Running workloads with GPUs
A Managed Service for Kubernetes cluster allows running workloads on GPUs (GPUs), which may be of use in tasks with special computing requirements.
To run workloads using GPUs on Managed Service for Kubernetes cluster pods:
If you no longer need the resources you created, delete them.
Getting started
-
If you do not have the Yandex Cloud command line interface yet, install and initialize it.
The folder specified in the CLI profile is used by default. You can specify a different folder using the
--folder-name
or--folder-id
parameter. -
Create security groups for the Managed Service for Kubernetes cluster and its node groups.
Warning
The configuration of security groups determines the performance and availability of the cluster and the services and applications running in it.
-
Create a Managed Service for Kubernetes cluster with any suitable configuration. When creating them, specify the security groups prepared earlier.
-
Create a Managed Service for Kubernetes node group with the following settings:
- Platform: Select
With GPU
→Intel Broadwell with NVIDIA® Tesla v100
. - GPU: Specify the required number of GPUs.
- Security groups: Select the security groups created earlier.
- Platform: Select
-
Install kubectl
and configure it to work with the created cluster.
Create a pod with a GPU
-
Save the GPU pod creation specification to a YAML file named
cuda-vector-add.yaml
:apiVersion: v1 kind: Pod metadata: name: cuda-vector-add spec: restartPolicy: OnFailure containers: - name: cuda-vector-add # https://github.com/kubernetes/kubernetes/blob/v1.7.11/test/images/nvidia-cuda/Dockerfile image: "registry.k8s.io/cuda-vector-add:v0.1" resources: limits: nvidia.com/gpu: 1 # Request for 1 GPU.

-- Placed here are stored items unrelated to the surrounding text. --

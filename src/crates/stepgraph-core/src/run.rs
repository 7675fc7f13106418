//! Run lifecycle types: statuses, terminal outcomes, limits, cancellation,
//! and gated-action decisions.

use crate::graph::NodeId;
use serde::{Deserialize, Serialize};
use serde_json::Value;
use std::sync::atomic::{AtomicBool, Ordering};
use std::sync::Arc;

/// Lifecycle status of a run.
#[derive(Debug, Clone, Copy, PartialEq, Eq, Serialize, Deserialize)]
pub enum RunStatus {
    /// In flight between superstep boundaries. Reserved for progress
    /// introspection surfaces; [`RunOutcome::status`] only maps settled
    /// runs and never returns it.
    Running,
    Suspended,
    Completed,
    Failed,
    /// An iteration ceiling fired: "did not converge", not "crashed".
    BoundExceeded,
    Cancelled,
}

/// A proposed action held for an external decision.
#[derive(Debug, Clone, PartialEq, Serialize, Deserialize)]
pub struct GateDescriptor {
    /// Node that proposed the action.
    pub node: NodeId,
    /// Proposed parameters.
    pub action: Value,
}

/// One decision for one pending [`GateDescriptor`], supplied in the same
/// order the descriptors were emitted.
#[derive(Debug, Clone, PartialEq, Serialize, Deserialize)]
pub enum GateDecision {
    /// Commit the proposed action verbatim as the node's update.
    Approve,
    /// Commit this value instead of the proposed action.
    Modify(Value),
    /// Commit nothing for this action.
    Reject,
}

/// How a run ended. Every variant carries the context a caller needs to
/// inspect partial progress; task failures never escape as bare errors.
#[derive(Debug, Clone, PartialEq)]
pub enum RunOutcome {
    /// Terminal marker reached with no further ready nodes.
    Completed { state: Value },
    /// Halted on gated actions; resume with one decision per descriptor.
    Suspended {
        run_id: String,
        pending: Vec<GateDescriptor>,
    },
    /// A task raised; the last fully committed state is preserved.
    Failed {
        node: NodeId,
        error: String,
        state: Value,
    },
    /// A per-node or per-run iteration ceiling fired.
    BoundExceeded { state: Value, superstep: usize },
    /// External cancellation observed at a superstep boundary.
    Cancelled { state: Value },
}

impl RunOutcome {
    pub fn status(&self) -> RunStatus {
        match self {
            RunOutcome::Completed { .. } => RunStatus::Completed,
            RunOutcome::Suspended { .. } => RunStatus::Suspended,
            RunOutcome::Failed { .. } => RunStatus::Failed,
            RunOutcome::BoundExceeded { .. } => RunStatus::BoundExceeded,
            RunOutcome::Cancelled { .. } => RunStatus::Cancelled,
        }
    }

    /// The frozen state snapshot, when the outcome carries one.
    pub fn state(&self) -> Option<&Value> {
        match self {
            RunOutcome::Completed { state }
            | RunOutcome::Failed { state, .. }
            | RunOutcome::BoundExceeded { state, .. }
            | RunOutcome::Cancelled { state } => Some(state),
            RunOutcome::Suspended { .. } => None,
        }
    }

    pub fn is_completed(&self) -> bool {
        matches!(self, RunOutcome::Completed { .. })
    }
}

/// Engine-enforced iteration ceilings.
///
/// `max_supersteps` bounds the whole run; `max_node_visits`, when set,
/// bounds each node individually (spawned instances count as visits to
/// their node). Either ceiling ends the run as
/// [`RunOutcome::BoundExceeded`], independent of any completion flag a
/// node author implements.
#[derive(Debug, Clone, Copy, PartialEq, Serialize, Deserialize)]
pub struct RunLimits {
    pub max_supersteps: usize,
    pub max_node_visits: Option<usize>,
}

impl Default for RunLimits {
    fn default() -> Self {
        Self {
            max_supersteps: 25,
            max_node_visits: None,
        }
    }
}

impl RunLimits {
    pub fn with_max_supersteps(mut self, max: usize) -> Self {
        self.max_supersteps = max;
        self
    }

    pub fn with_max_node_visits(mut self, max: usize) -> Self {
        self.max_node_visits = Some(max);
        self
    }
}

/// Cooperative cancellation flag, observed at superstep boundaries only.
/// In-flight tasks finish their round before the run transitions to
/// [`RunOutcome::Cancelled`].
#[derive(Debug, Clone, Default)]
pub struct CancelToken {
    cancelled: Arc<AtomicBool>,
}

impl CancelToken {
    pub fn new() -> Self {
        Self::default()
    }

    pub fn cancel(&self) {
        self.cancelled.store(true, Ordering::SeqCst);
    }

    pub fn is_cancelled(&self) -> bool {
        self.cancelled.load(Ordering::SeqCst)
    }
}

#[cfg(test)]
mod tests {
    use super::*;
    use serde_json::json;

    #[test]
    fn outcome_status_mapping() {
        let completed = RunOutcome::Completed { state: json!({}) };
        assert_eq!(completed.status(), RunStatus::Completed);
        assert!(completed.is_completed());

        let bound = RunOutcome::BoundExceeded {
            state: json!({}),
            superstep: 6,
        };
        assert_eq!(bound.status(), RunStatus::BoundExceeded);
        assert_ne!(bound.status(), RunStatus::Failed);
    }

    #[test]
    fn suspended_outcome_has_no_state() {
        let suspended = RunOutcome::Suspended {
            run_id: "run-1".to_string(),
            pending: vec![],
        };
        assert!(suspended.state().is_none());
    }

    #[test]
    fn cancel_token_is_shared() {
        let token = CancelToken::new();
        let clone = token.clone();
        assert!(!clone.is_cancelled());
        token.cancel();
        assert!(clone.is_cancelled());
    }

    #[test]
    fn default_limits() {
        let limits = RunLimits::default();
        assert_eq!(limits.max_supersteps, 25);
        assert!(limits.max_node_visits.is_none());

        let tightened = limits.with_max_supersteps(6).with_max_node_visits(6);
        assert_eq!(tightened.max_supersteps, 6);
        assert_eq!(tightened.max_node_visits, Some(6));
    }
}
//! Fluent graph construction.
//!
//! `GraphBuilder` collects nodes, edges, and field reducers, then
//! `compile()` runs the fail-fast validator and freezes everything into a
//! [`CompiledGraph`]. Nothing executes before `compile()` succeeds.
//!
//! # Example
//!
//! ```rust
//! use stepgraph_core::{GraphBuilder, NodeOutput};
//! use serde_json::json;
//!
//! # fn main() -> stepgraph_core::Result<()> {
//! let mut builder = GraphBuilder::new();
//! builder.add_node("greet", |ctx| {
//!     Box::pin(async move {
//!         let name = ctx.state["name"].as_str().unwrap_or("world").to_string();
//!         Ok(NodeOutput::update(json!({"greeting": format!("hello {name}")})))
//!     })
//! });
//! builder.set_entry("greet");
//! let compiled = builder.compile()?;
//! # let _ = compiled;
//! # Ok(())
//! # }
//! ```

use crate::compiled::CompiledGraph;
use crate::error::Result;
use crate::graph::{
    Edge, Graph, NodeContext, NodeExecutor, NodeFuture, NodeId, NodeSpec, Reducer, RouterFn, START,
};
use std::collections::HashMap;
use std::sync::Arc;

/// Builder for a superstep execution graph.
#[derive(Debug, Default)]
pub struct GraphBuilder {
    graph: Graph,
}

impl GraphBuilder {
    pub fn new() -> Self {
        Self::default()
    }

    /// Add a node with an async executable.
    pub fn add_node<F>(&mut self, id: impl Into<NodeId>, executor: F) -> &mut Self
    where
        F: Fn(NodeContext) -> NodeFuture + Send + Sync + 'static,
    {
        self.insert_node(id.into(), Arc::new(executor), false)
    }

    /// Add a join node: withheld until every task that could still reach
    /// it, including dynamically spawned instances, has completed.
    pub fn add_defer_node<F>(&mut self, id: impl Into<NodeId>, executor: F) -> &mut Self
    where
        F: Fn(NodeContext) -> NodeFuture + Send + Sync + 'static,
    {
        self.insert_node(id.into(), Arc::new(executor), true)
    }

    fn insert_node(&mut self, id: NodeId, executor: NodeExecutor, defer: bool) -> &mut Self {
        let spec = NodeSpec {
            name: id.clone(),
            executor,
            defer,
            writes: Vec::new(),
        };
        self.graph.nodes.insert(id, spec);
        self
    }

    /// Unconditional edge. `source` may be [`START`](crate::START); `target`
    /// may be [`END`](crate::END).
    pub fn add_edge(&mut self, source: impl Into<NodeId>, target: impl Into<NodeId>) -> &mut Self {
        self.graph
            .edges
            .entry(source.into())
            .or_default()
            .push(Edge::Direct(target.into()));
        self
    }

    /// Statically conditional edges: `router` maps the committed snapshot
    /// to a branch key, the branch table maps the key to a target.
    pub fn add_conditional_edges<R, K, T>(
        &mut self,
        source: impl Into<NodeId>,
        router: R,
        branches: impl IntoIterator<Item = (K, T)>,
    ) -> &mut Self
    where
        R: Fn(&serde_json::Value) -> String + Send + Sync + 'static,
        K: Into<String>,
        T: Into<NodeId>,
    {
        let router: RouterFn = Arc::new(router);
        let branches: HashMap<String, NodeId> = branches
            .into_iter()
            .map(|(key, target)| (key.into(), target.into()))
            .collect();
        self.graph
            .edges
            .entry(source.into())
            .or_default()
            .push(Edge::Conditional { router, branches });
        self
    }

    /// Declare successors `source` may name at runtime through routing or
    /// spawn directives. Dynamic edges never schedule anything themselves;
    /// they exist so reachability validation and defer bookkeeping can see
    /// every possible path.
    pub fn add_dynamic_edges<T>(
        &mut self,
        source: impl Into<NodeId>,
        targets: impl IntoIterator<Item = T>,
    ) -> &mut Self
    where
        T: Into<NodeId>,
    {
        self.graph
            .dynamic_edges
            .entry(source.into())
            .or_default()
            .extend(targets.into_iter().map(Into::into));
        self
    }

    /// Fix a field's merge policy. Undeclared fields default to
    /// [`Reducer::LastValue`].
    pub fn add_field(&mut self, name: impl Into<String>, reducer: Reducer) -> &mut Self {
        self.graph.reducers.insert(name.into(), reducer);
        self
    }

    /// Declare the fields a node writes, feeding the compile-time reducer
    /// coverage check. Optional; undeclared writers are still caught
    /// defensively at merge time.
    pub fn declare_writes<F>(
        &mut self,
        node: impl Into<NodeId>,
        fields: impl IntoIterator<Item = F>,
    ) -> &mut Self
    where
        F: Into<String>,
    {
        let node = node.into();
        if let Some(spec) = self.graph.nodes.get_mut(&node) {
            spec.writes.extend(fields.into_iter().map(Into::into));
        }
        self
    }

    /// Set the entry node. Sugar for `add_edge(START, node)`.
    pub fn set_entry(&mut self, node: impl Into<NodeId>) -> &mut Self {
        self.add_edge(START, node.into())
    }

    #[cfg(test)]
    pub(crate) fn graph(&self) -> &Graph {
        &self.graph
    }

    /// Validate and freeze the graph. All structural errors surface here,
    /// before any run starts.
    pub fn compile(self) -> Result<CompiledGraph> {
        self.graph.validate()?;
        let defer_reach = self.graph.defer_reachability();
        Ok(CompiledGraph::new(self.graph, defer_reach))
    }
}
//! The superstep loop.
//!
//! Execution proceeds in barrier-synchronized rounds:
//!
//! ```text
//!   +--------------------------------------------------------------+
//!   | loop:                                                        |
//!   |   frontier empty?  ------------------> Completed             |
//!   |   cancellation requested? -----------> Cancelled             |
//!   |   iteration ceiling hit? ------------> BoundExceeded         |
//!   |                                                              |
//!   |   run all frontier tasks concurrently (join_all barrier)     |
//!   |   any task errored? -----------------> Failed                |
//!   |   commit staged writes through the field reducers            |
//!   |   compute next frontier (edges, directives, spawned tasks,   |
//!   |     defer joins released when their pending count is zero)   |
//!   |   gated action held? ----------------> checkpoint, Suspended |
//!   |   save checkpoint, emit stream delta                         |
//!   +--------------------------------------------------------------+
//! ```
//!
//! Every task in a round reads the snapshot committed by the previous
//! round; spawned instances read their partial state instead. Writes are
//! staged during the round and merged only at the barrier, in deterministic
//! task order, so completion order never affects the committed result.
//!
//! Defer joins are tracked with pending counters owned by this
//! single-threaded loop: scheduling a task increments the counter of every
//! defer node the task could still reach, completion decrements it, and an
//! armed defer node runs once its counter returns to zero. Gated tasks keep
//! their decrement until the caller's decision is applied at resume, so a
//! join downstream of a gate cannot fire early.

use crate::compiled::CompiledGraph;
use crate::error::{GraphError, Result};
use crate::graph::{Edge, NodeContext, NodeId, START};
use crate::output::{Goto, NodeOutput};
use crate::run::{CancelToken, GateDecision, GateDescriptor, RunOutcome};
use crate::state::{StagedWrite, StateStore};
use crate::stream::{NodeWrite, StepDelta};
use futures::future::join_all;
use serde_json::Value;
use std::collections::{BTreeSet, HashMap};
use stepgraph_checkpoint::{Checkpoint, CheckpointError, GatedAction, PendingTask};
use tokio::sync::mpsc;

/// One scheduled invocation. `input` is `None` for statically scheduled
/// tasks (they read the committed snapshot) and `Some` for spawned
/// instances.
#[derive(Debug, Clone)]
pub(crate) struct Task {
    pub node: NodeId,
    pub input: Option<Value>,
}

/// Per-run execution state driving the superstep loop.
pub(crate) struct RunLoop {
    compiled: CompiledGraph,
    run_id: String,
    state: StateStore,
    frontier: Vec<Task>,
    /// Defer nodes that have been targeted but are withheld.
    armed: BTreeSet<NodeId>,
    /// Outstanding predecessor counts per defer node.
    pending: HashMap<NodeId, usize>,
    visits: HashMap<NodeId, usize>,
    superstep: usize,
    cancel: CancelToken,
    deltas: Option<mpsc::Sender<StepDelta>>,
}
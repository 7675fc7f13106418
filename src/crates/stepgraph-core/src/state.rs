//! The shared state store: snapshot, stage, commit.
//!
//! Tasks never touch state directly. Each superstep reads one committed
//! snapshot, stages writes as `(task ordinal, field, value)` tuples, and the
//! scheduler commits the whole batch at the barrier. Commit sorts staged
//! writes by task ordinal before handing them to the field channels, so the
//! merged result is a function of the frontier, not of the order tasks
//! happened to finish in.

use crate::error::{GraphError, Result};
use crate::graph::Reducer;
use serde_json::Value;
use std::collections::{BTreeMap, HashMap};
use stepgraph_checkpoint::{AppendChannel, Channel, CheckpointError, LastValueChannel, ReducerChannel};

/// One staged field write, tagged with the ordinal of the task that
/// produced it within its superstep.
#[derive(Debug, Clone)]
pub struct StagedWrite {
    pub task: usize,
    pub field: String,
    pub value: Value,
}

/// Committed state as a map of field channels.
pub(crate) struct StateStore {
    channels: HashMap<String, Box<dyn Channel>>,
    reducers: HashMap<String, Reducer>,
}

impl StateStore {
    /// Empty store with channels pre-created for every declared field.
    pub(crate) fn new(reducers: &HashMap<String, Reducer>) -> Self {
        let mut store = Self {
            channels: HashMap::new(),
            reducers: reducers.clone(),
        };
        let fields: Vec<String> = reducers.keys().cloned().collect();
        for field in fields {
            store.ensure_channel(&field);
        }
        store
    }

    fn ensure_channel(&mut self, field: &str) {
        if self.channels.contains_key(field) {
            return;
        }
        let channel: Box<dyn Channel> = match self.reducers.get(field) {
            None | Some(Reducer::LastValue) => Box::new(LastValueChannel::new(field)),
            Some(Reducer::Append) => Box::new(AppendChannel::new()),
            Some(Reducer::Custom(f)) => Box::new(ReducerChannel::new(f.clone())),
        };
        self.channels.insert(field.to_string(), channel);
    }

    /// Committed value of one field.
    pub(crate) fn read(&self, field: &str) -> Option<Value> {
        self.channels.get(field).and_then(|channel| channel.get())
    }

    /// Committed snapshot of every field that has a value, as one JSON
    /// object.
    pub(crate) fn snapshot(&self) -> Value {
        let mut object = serde_json::Map::new();
        for (field, channel) in &self.channels {
            if let Some(value) = channel.get() {
                object.insert(field.clone(), value);
            }
        }
        Value::Object(object)
    }

    /// Apply one superstep's staged writes through the field reducers.
    ///
    /// Writes are sorted by task ordinal and grouped per field, so the
    /// outcome is deterministic under any task-completion order. Returns
    /// the names of the fields that changed.
    pub(crate) fn commit(&mut self, mut writes: Vec<StagedWrite>) -> Result<Vec<String>> {
        writes.sort_by(|a, b| a.task.cmp(&b.task).then_with(|| a.field.cmp(&b.field)));

        let mut grouped: BTreeMap<String, Vec<Value>> = BTreeMap::new();
        for write in writes {
            grouped.entry(write.field).or_default().push(write.value);
        }

        let mut updated = Vec::new();
        for (field, values) in grouped {
            self.ensure_channel(&field);
            let channel = self
                .channels
                .get_mut(&field)
                .ok_or_else(|| GraphError::Execution(format!("no channel for field '{field}'")))?;
            let changed = channel.update(values).map_err(|err| match err {
                CheckpointError::Conflict(field) => GraphError::ReducerConflict { field },
                other => GraphError::Checkpoint(other),
            })?;
            if changed {
                updated.push(field);
            }
        }
        Ok(updated)
    }

    /// Decompose a partial-state object into staged writes for `task`.
    pub(crate) fn stage_object(
        task: usize,
        update: Value,
        writes: &mut Vec<StagedWrite>,
    ) -> Result<()> {
        match update {
            Value::Object(fields) => {
                for (field, value) in fields {
                    writes.push(StagedWrite { task, field, value });
                }
                Ok(())
            }
            Value::Null => Ok(()),
            other => Err(GraphError::Execution(format!(
                "state update must be a JSON object, got {other}"
            ))),
        }
    }

    /// Serializable committed values for a checkpoint.
    pub(crate) fn checkpoint_values(&self) -> HashMap<String, Value> {
        self.channels
            .iter()
            .filter_map(|(field, channel)| {
                channel.checkpoint().map(|value| (field.clone(), value))
            })
            .collect()
    }

    /// Rebuild committed values from a checkpoint, re-attaching the merge
    /// policies from the graph definition.
    pub(crate) fn restore(&mut self, values: HashMap<String, Value>) -> Result<()> {
        for (field, value) in values {
            self.ensure_channel(&field);
            let channel = self
                .channels
                .get_mut(&field)
                .ok_or_else(|| GraphError::Execution(format!("no channel for field '{field}'")))?;
            channel.restore(value)?;
        }
        Ok(())
    }
}

#[cfg(test)]
mod tests {
    use super::*;
    use serde_json::json;

    fn append_store() -> StateStore {
        let mut reducers = HashMap::new();
        reducers.insert("results".to_string(), Reducer::Append);
        StateStore::new(&reducers)
    }

    fn write(task: usize, field: &str, value: Value) -> StagedWrite {
        StagedWrite {
            task,
            field: field.to_string(),
            value,
        }
    }

    #[test]
    fn commit_applies_last_value_write() {
        let mut store = StateStore::new(&HashMap::new());
        let updated = store
            .commit(vec![write(0, "field1", json!("x"))])
            .unwrap();
        assert_eq!(updated, vec!["field1".to_string()]);
        assert_eq!(store.read("field1"), Some(json!("x")));
    }

    #[test]
    fn concurrent_writes_to_unreduced_field_conflict() {
        let mut store = StateStore::new(&HashMap::new());
        let err = store
            .commit(vec![write(0, "field1", json!("a")), write(1, "field1", json!("b"))])
            .unwrap_err();
        assert!(matches!(err, GraphError::ReducerConflict { field } if field == "field1"));
    }

    #[test]
    fn commit_is_deterministic_under_permuted_stage_order() {
        let writes = vec![
            write(2, "results", json!(["c"])),
            write(0, "results", json!(["a"])),
            write(1, "results", json!(["b"])),
        ];

        let mut forward = append_store();
        forward.commit(writes.clone()).unwrap();

        let mut reversed = append_store();
        let mut shuffled = writes;
        shuffled.reverse();
        reversed.commit(shuffled).unwrap();

        assert_eq!(forward.read("results"), Some(json!(["a", "b", "c"])));
        assert_eq!(forward.read("results"), reversed.read("results"));
    }

    #[test]
    fn snapshot_collects_committed_fields_only() {
        let mut store = append_store();
        assert_eq!(store.snapshot(), json!({}));
        store.commit(vec![write(0, "results", json!(["a"]))]).unwrap();
        assert_eq!(store.snapshot(), json!({"results": ["a"]}));
    }

    #[test]
    fn stage_object_rejects_non_object_update() {
        let mut writes = Vec::new();
        let err = StateStore::stage_object(0, json!("scalar"), &mut writes).unwrap_err();
        assert!(matches!(err, GraphError::Execution(_)));
    }

    #[test]
    fn checkpoint_and_restore_round_trip() {
        let mut store = append_store();
        store
            .commit(vec![write(0, "results", json!(["a"])), write(0, "status", json!("ok"))])
            .unwrap();
        let values = store.checkpoint_values();

        let mut reducers = HashMap::new();
        reducers.insert("results".to_string(), Reducer::Append);
        let mut restored = StateStore::new(&reducers);
        restored.restore(values).unwrap();

        assert_eq!(restored.read("results"), Some(json!(["a"])));
        assert_eq!(restored.read("status"), Some(json!("ok")));

        // The restored append channel keeps accumulating.
        restored
            .commit(vec![write(0, "results", json!(["b"]))])
            .unwrap();
        assert_eq!(restored.read("results"), Some(json!(["a", "b"])));
    }

    mod properties {
        use super::*;
        use proptest::prelude::*;

        proptest! {
            // Merged state for a reducer-backed field is identical no
            // matter how the staged batch is permuted.
            #[test]
            fn append_merge_ignores_stage_order(
                items in proptest::collection::vec("[a-z]{1,6}", 1..8),
                seed in any::<u64>(),
            ) {
                let writes: Vec<StagedWrite> = items
                    .iter()
                    .enumerate()
                    .map(|(task, item)| write(task, "results", json!([item])))
                    .collect();

                let mut permuted = writes.clone();
                // Cheap deterministic shuffle from the seed.
                let len = permuted.len();
                let mut s = seed;
                for i in (1..len).rev() {
                    s = s.wrapping_mul(6364136223846793005).wrapping_add(1442695040888963407);
                    let j = (s % (i as u64 + 1)) as usize;
                    permuted.swap(i, j);
                }

                let mut ordered_store = append_store();
                ordered_store.commit(writes).unwrap();
                let mut permuted_store = append_store();
                permuted_store.commit(permuted).unwrap();

                prop_assert_eq!(
                    ordered_store.read("results"),
                    permuted_store.read("results")
                );
            }
        }
    }
}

To learn more about the pod creation specification, see the Kubernetes documentation
. -
Create a pod with a GPU:
kubectl create -f cuda-vector-add.yaml
Test the pod
-
View the information about the new pod:
kubectl describe pod cuda-vector-add
Result:
Name: cuda-vector-add Namespace: default Priority: 0 ... Normal Pulling 16m kubelet, cl1i7hcbti99********-ebyq Successfully pulled image "registry.k8s.io/cuda-vector-add:v0.1" Normal Created 16m kubelet, cl1i7hcbti99********-ebyq Created container cuda-vector-add Normal Started 16m kubelet, cl1i7hcbti99********-ebyq Created container
-
View the pod logs:
kubectl logs -f cuda-vector-add
Result:
[Vector addition of 50000 elements] Copy input data from the host memory to the CUDA device CUDA kernel launch with 196 blocks of 256 threads Copy output data from the CUDA device to the host memory Test PASSED Done
Delete the resources you created
Delete the resources you no longer need to avoid paying for them:
- Delete the Managed Service for Kubernetes cluster.
- If you reserved a public static IP address for your Managed Service for Kubernetes cluster, delete it.